Conclusions Taken together, our data provide a new understanding of intratumoral MF diversity and highlight the presence of specific immunoregulatory MF programs unique to tumor lesions, with subsets of these MF found to be directly interacting with T cells, potentially modulating anti-tumor responsiveness. Our analysis of resected tumor from anti-PD-1 treated patients, will allow us to correlate MF programs, and direct T cell interaction, with clinical response, and will inform therapeutic trials targeting specific MF populations so as to improve clinical efficacy of cancer immunotherapy.

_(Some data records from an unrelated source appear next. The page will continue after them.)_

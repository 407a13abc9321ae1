//! Biomarker driver weighting
//!
//! Ranks the channels whose decline is driving a patient's risk change. Each
//! declining channel is weighted by its absolute percent change, boosted by a
//! severity multiplier for clinically large absolute changes, and normalized
//! against the other declining channels:
//!
//! ```text
//! weighted_c   = |percent_change_c| * severity_c(|change_c|)
//! importance_c = min(weighted_c / sum(weighted), cap)
//! ```
//!
//! Mood is tracked in trends but never produces a driver.

use crate::config::{ChannelWeighting, DriverConfig};
use crate::encoder::round_to;
use crate::types::{BiomarkerDriver, Channel, Direction, TrendSet, TrendSummary};
use std::cmp::Ordering;

/// Channels eligible to drive risk, in tie-break order
const DRIVER_CHANNELS: [Channel; 3] = [Channel::Sleep, Channel::Hrv, Channel::Activity];

/// Weighter producing ranked biomarker drivers from trend summaries
#[derive(Debug, Clone, Copy, Default)]
pub struct DriverWeighter {
    config: DriverConfig,
}

struct Candidate<'a> {
    channel: Channel,
    summary: &'a TrendSummary,
    weighted: f64,
    fallback: f64,
}

impl DriverWeighter {
    pub fn new(config: DriverConfig) -> Self {
        Self { config }
    }

    /// Rank the declining channels by severity-weighted importance
    pub fn weigh(&self, trends: &TrendSet) -> Vec<BiomarkerDriver> {
        let candidates: Vec<Candidate> = DRIVER_CHANNELS
            .iter()
            .filter_map(|&channel| {
                let summary = trends.get(channel)?;
                let weighting = self.weighting(channel)?;
                if summary.change < weighting.decline_gate {
                    let severity = weighting.multiplier(summary.change.abs());
                    tracing::trace!(
                        channel = channel.as_str(),
                        change = summary.change,
                        severity,
                        "declining channel"
                    );
                    Some(Candidate {
                        channel,
                        summary,
                        weighted: summary.percent_change.abs() * severity,
                        fallback: weighting.fallback_importance,
                    })
                } else {
                    None
                }
            })
            .collect();

        let total: f64 = candidates.iter().map(|c| c.weighted).sum();
        let dynamic = total > 0.0;
        if !dynamic && !candidates.is_empty() {
            tracing::debug!(
                qualifying = candidates.len(),
                "no weighted change available, using static driver weights"
            );
        }

        let cap = self.config.importance_cap;
        let mut drivers: Vec<BiomarkerDriver> = candidates
            .into_iter()
            .map(|c| {
                let importance = if dynamic {
                    c.weighted / total
                } else {
                    c.fallback
                };
                BiomarkerDriver {
                    factor: factor_label(c.channel).to_string(),
                    channel: c.channel,
                    importance: round_to(importance.clamp(0.0, cap), 2),
                    direction: Direction::of(c.summary.change),
                    change: c.summary.change,
                    percent_change: c.summary.percent_change.abs(),
                }
            })
            .collect();

        // Stable sort keeps sleep, hrv, activity order among equal importances
        drivers.sort_by(|a, b| {
            b.importance
                .partial_cmp(&a.importance)
                .unwrap_or(Ordering::Equal)
        });
        drivers
    }

    fn weighting(&self, channel: Channel) -> Option<&ChannelWeighting> {
        match channel {
            Channel::Sleep => Some(&self.config.sleep),
            Channel::Hrv => Some(&self.config.hrv),
            Channel::Activity => Some(&self.config.activity),
            Channel::Mood => None,
        }
    }
}

/// Display label for a driver channel
pub fn factor_label(channel: Channel) -> &'static str {
    match channel {
        Channel::Sleep => "Sleep irregularity",
        Channel::Hrv => "HRV ↓",
        Channel::Activity => "Mobility ↓",
        Channel::Mood => "Mood",
    }
}
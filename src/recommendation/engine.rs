//! Recommendation engine
//!
//! Runs every stage over one patient's averages and trends, orders the
//! combined output by priority and keeps the most urgent entries.

use crate::config::EngineConfig;
use crate::recommendation::context::{ClinicalContext, RuleInput};
use crate::recommendation::stages::STAGES;
use crate::types::{Averages, PatientContext, Recommendation, TrendSet};

/// Disorder-aware clinical recommendation engine
#[derive(Debug, Clone, Copy, Default)]
pub struct RecommendationEngine {
    config: EngineConfig,
}

impl RecommendationEngine {
    pub fn new(config: EngineConfig) -> Self {
        Self { config }
    }

    pub fn config(&self) -> &EngineConfig {
        &self.config
    }

    /// Resolve a patient's category, rule set and wearable baselines
    pub fn context<'a>(&self, patient: &'a PatientContext) -> ClinicalContext<'a> {
        ClinicalContext::new(patient, &self.config.defaults)
    }

    /// Generate priority-ordered recommendations for one patient
    pub fn generate(
        &self,
        patient: &PatientContext,
        averages: &Averages,
        trends: &TrendSet,
    ) -> Vec<Recommendation> {
        let ctx = self.context(patient);
        self.generate_for(&ctx, averages, trends)
    }

    /// Generate recommendations for an already resolved context
    pub fn generate_for(
        &self,
        ctx: &ClinicalContext<'_>,
        averages: &Averages,
        trends: &TrendSet,
    ) -> Vec<Recommendation> {
        let input = RuleInput { averages, trends };

        let mut recs: Vec<Recommendation> = STAGES
            .iter()
            .flat_map(|(name, stage)| {
                let out = stage(ctx, &input, &self.config);
                tracing::trace!(stage = *name, emitted = out.len(), "recommendation stage");
                out
            })
            .collect();

        let emitted = recs.len();
        // Stable: equal priorities keep stage order
        recs.sort_by_key(|r| r.priority.rank());
        recs.truncate(self.config.max_recommendations);

        tracing::debug!(
            category = ctx.category().as_str(),
            rules = ctx.rules().name(),
            emitted,
            kept = recs.len(),
            "generated recommendations"
        );
        recs
    }
}

#[cfg(test)]
mod tests {
    use super::*;
    use crate::types::{Priority, RecommendationType, TrendSummary, WearableBaselines};

    fn wearable() -> Option<WearableBaselines> {
        Some(WearableBaselines {
            hrv_baseline: Some(50.0),
            steps_goal: Some(10_000),
            steps_avg: None,
        })
    }

    fn averages(sleep: f64, hrv: f64, activity: f64) -> Averages {
        Averages {
            sleep,
            hrv,
            activity,
            mood: 5.0,
        }
    }

    fn actions(recs: &[Recommendation]) -> Vec<&str> {
        recs.iter().map(|r| r.action.as_str()).collect()
    }

    fn is_priority_sorted(recs: &[Recommendation]) -> bool {
        recs.windows(2).all(|w| w[0].priority.rank() <= w[1].priority.rank())
    }

    #[test]
    fn test_high_risk_yields_single_urgent_evaluation() {
        let patient = PatientContext {
            risk_score: Some(80.0),
            wearable: wearable(),
            ..Default::default()
        };
        let recs = RecommendationEngine::default().generate(
            &patient,
            &averages(7.5, 50.0, 9500.0),
            &TrendSet::default(),
        );

        let risk: Vec<&Recommendation> = recs
            .iter()
            .filter(|r| r.kind == RecommendationType::Risk)
            .collect();
        assert_eq!(risk.len(), 1);
        assert_eq!(risk[0].priority, Priority::Critical);
        assert_eq!(risk[0].action, "urgent_evaluation");
        assert_eq!(recs[0].action, "urgent_evaluation");
    }

    #[test]
    fn test_bipolar_mania_scenario() {
        let patient = PatientContext {
            risk_score: Some(72.0),
            disorder: "BD".to_string(),
            disorder_full: "Bipolar I Disorder".to_string(),
            wearable: wearable(),
            medications: vec!["Lithium 900mg".to_string()],
        };
        let recs = RecommendationEngine::default().generate(
            &patient,
            &averages(5.0, 44.0, 13_500.0),
            &TrendSet::default(),
        );

        assert!(recs.len() <= 6);
        assert!(is_priority_sorted(&recs));
        assert_eq!(
            actions(&recs),
            vec![
                "same_day_followup",
                "bipolar_sleep_crisis",
                "mania_evaluation",
                "mania_monitoring",
                "lithium_level_check",
                "mindfulness_intervention",
            ]
        );
    }

    #[test]
    fn test_bipolar_activity_below_mania_threshold() {
        let patient = PatientContext {
            disorder_full: "Bipolar I Disorder".to_string(),
            wearable: wearable(),
            ..Default::default()
        };
        let recs = RecommendationEngine::default().generate(
            &patient,
            &averages(5.0, 50.0, 12_000.0),
            &TrendSet::default(),
        );

        // 12000 steps clears the early warning (goal x 1.2) but not mania (goal x 1.3)
        assert_eq!(actions(&recs), vec!["bipolar_sleep_crisis", "mania_monitoring"]);
        assert_eq!(recs[0].priority, Priority::Critical);
    }

    #[test]
    fn test_truncates_to_cap_and_keeps_most_urgent() {
        let patient = PatientContext {
            risk_score: Some(90.0),
            disorder_full: "Major Depressive Disorder".to_string(),
            wearable: wearable(),
            ..Default::default()
        };
        let trends = TrendSet {
            sleep: Some(TrendSummary {
                current: 5.0,
                previous: 7.0,
                change: -2.0,
                percent_change: -28.6,
            }),
            mood: Some(TrendSummary {
                current: 3.0,
                previous: 9.0,
                change: -6.0,
                percent_change: -66.7,
            }),
            ..TrendSet::default()
        };
        let recs = RecommendationEngine::default().generate(
            &patient,
            &averages(5.0, 30.0, 2000.0),
            &trends,
        );

        // 7 emitted; the medium adherence check falls off the end
        assert_eq!(recs.len(), 6);
        assert!(is_priority_sorted(&recs));
        assert_eq!(recs[0].action, "urgent_evaluation");
        assert_eq!(recs[1].action, "sleep_intervention");
        assert!(!actions(&recs).contains(&"adherence_check"));
    }

    #[test]
    fn test_custom_recommendation_cap() {
        let config = EngineConfig {
            max_recommendations: 2,
            ..EngineConfig::default()
        };
        let patient = PatientContext {
            risk_score: Some(70.0),
            wearable: wearable(),
            ..Default::default()
        };
        let recs = RecommendationEngine::new(config).generate(
            &patient,
            &averages(5.5, 30.0, 3000.0),
            &TrendSet::default(),
        );

        assert_eq!(actions(&recs), vec!["same_day_followup", "sleep_intervention"]);
    }

    #[test]
    fn test_healthy_patient_gets_positive_only() {
        let patient = PatientContext {
            risk_score: Some(20.0),
            disorder_full: "Generalized Anxiety Disorder".to_string(),
            wearable: wearable(),
            ..Default::default()
        };
        let recs = RecommendationEngine::default().generate(
            &patient,
            &averages(7.8, 55.0, 11_000.0),
            &TrendSet::default(),
        );

        assert_eq!(actions(&recs), vec!["continue_routine"]);
    }

    #[test]
    fn test_without_wearable_only_series_rules_apply() {
        let patient = PatientContext {
            disorder_full: "Schizophrenia".to_string(),
            ..Default::default()
        };
        let recs = RecommendationEngine::default().generate(
            &patient,
            &averages(5.5, 20.0, 2000.0),
            &TrendSet::default(),
        );

        assert_eq!(
            actions(&recs),
            vec![
                "sleep_intervention",
                "psychotic_symptom_monitoring",
                "negative_symptom_assessment",
            ]
        );
    }
}
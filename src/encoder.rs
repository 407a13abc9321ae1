//! Report encoding
//!
//! This module turns computed analytics into the documents returned to
//! callers. Averages are rounded for display here and nowhere else; every
//! rule upstream works on unrounded values. Instance id and timestamp only
//! appear in the optional provenance envelope, so the bare report for a
//! given input is always byte-identical.

use crate::error::AnalyticsError;
use crate::types::{
    AnalyticsReport, Averages, PatientAnalytics, PopulationReport, ProvenancedReport,
    ReportProducer,
};
use crate::{PHENOMIND_VERSION, PRODUCER_NAME};
use chrono::{SecondsFormat, Utc};
use serde::Serialize;
use uuid::Uuid;

/// Round to a fixed number of decimal places
pub fn round_to(value: f64, places: i32) -> f64 {
    let factor = 10f64.powi(places);
    (value * factor).round() / factor
}

/// Display rounding: sleep and mood to one decimal, HRV and steps whole
pub fn round_averages(averages: &Averages) -> Averages {
    Averages {
        sleep: round_to(averages.sleep, 1),
        hrv: round_to(averages.hrv, 0),
        activity: round_to(averages.activity, 0),
        mood: round_to(averages.mood, 1),
    }
}

/// Encoder for analytics report documents
pub struct AnalyticsEncoder {
    instance_id: String,
}

impl Default for AnalyticsEncoder {
    fn default() -> Self {
        Self::new()
    }
}

impl AnalyticsEncoder {
    /// Create a new encoder with a unique instance ID
    pub fn new() -> Self {
        Self {
            instance_id: Uuid::new_v4().to_string(),
        }
    }

    /// Create an encoder with a specific instance ID
    pub fn with_instance_id(instance_id: String) -> Self {
        Self { instance_id }
    }

    pub fn instance_id(&self) -> &str {
        &self.instance_id
    }

    /// Build the patient report document
    pub fn encode(&self, analytics: &PatientAnalytics) -> AnalyticsReport {
        AnalyticsReport {
            risk_score: analytics.risk_score.unwrap_or(0.0),
            averages: analytics.averages.as_ref().map(round_averages),
            trends: analytics.trends,
            recommendations: analytics.recommendations.clone(),
            biomarker_drivers: analytics.biomarker_drivers.clone(),
        }
    }

    /// Encode a patient report to compact JSON
    pub fn encode_to_json(&self, analytics: &PatientAnalytics) -> Result<String, AnalyticsError> {
        to_json(&self.encode(analytics), false)
    }

    /// Encode a patient report to pretty JSON
    pub fn encode_to_json_pretty(
        &self,
        analytics: &PatientAnalytics,
    ) -> Result<String, AnalyticsError> {
        to_json(&self.encode(analytics), true)
    }

    /// Encode a population report to JSON
    pub fn encode_population(
        &self,
        report: &PopulationReport,
        pretty: bool,
    ) -> Result<String, AnalyticsError> {
        to_json(report, pretty)
    }

    /// Wrap a patient report with producer metadata and computation time
    pub fn encode_with_provenance(
        &self,
        analytics: &PatientAnalytics,
    ) -> ProvenancedReport<AnalyticsReport> {
        self.wrap(self.encode(analytics))
    }

    /// Wrap any report document in a provenance envelope
    pub fn wrap<T: Serialize>(&self, report: T) -> ProvenancedReport<T> {
        ProvenancedReport {
            producer: ReportProducer {
                name: PRODUCER_NAME.to_string(),
                version: PHENOMIND_VERSION.to_string(),
                instance_id: self.instance_id.clone(),
            },
            computed_at_utc: Utc::now().to_rfc3339_opts(SecondsFormat::Secs, true),
            report,
        }
    }
}

/// Serialize any report document
pub fn to_json<T: Serialize + ?Sized>(value: &T, pretty: bool) -> Result<String, AnalyticsError> {
    let json = if pretty {
        serde_json::to_string_pretty(value)
    } else {
        serde_json::to_string(value)
    };
    json.map_err(|e| AnalyticsError::EncodingError(e.to_string()))
}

Trial Registration NCT03916627
Ethics Approval Samples of tumor and non-involved liver were obtained from surgical specimens of patients undergoing resection at Mount Sinai Hospital (New York, NY) after obtaining informed consent in accordance with a protocol reviewed and approved by the Institutional Review Board at the Icahn School of Medicine at Mount Sinai (RUTH Human Subjects Electronic Submission System 18–00407 and 20–04150) and in collaboration with the Biorepository and Department of Pathology.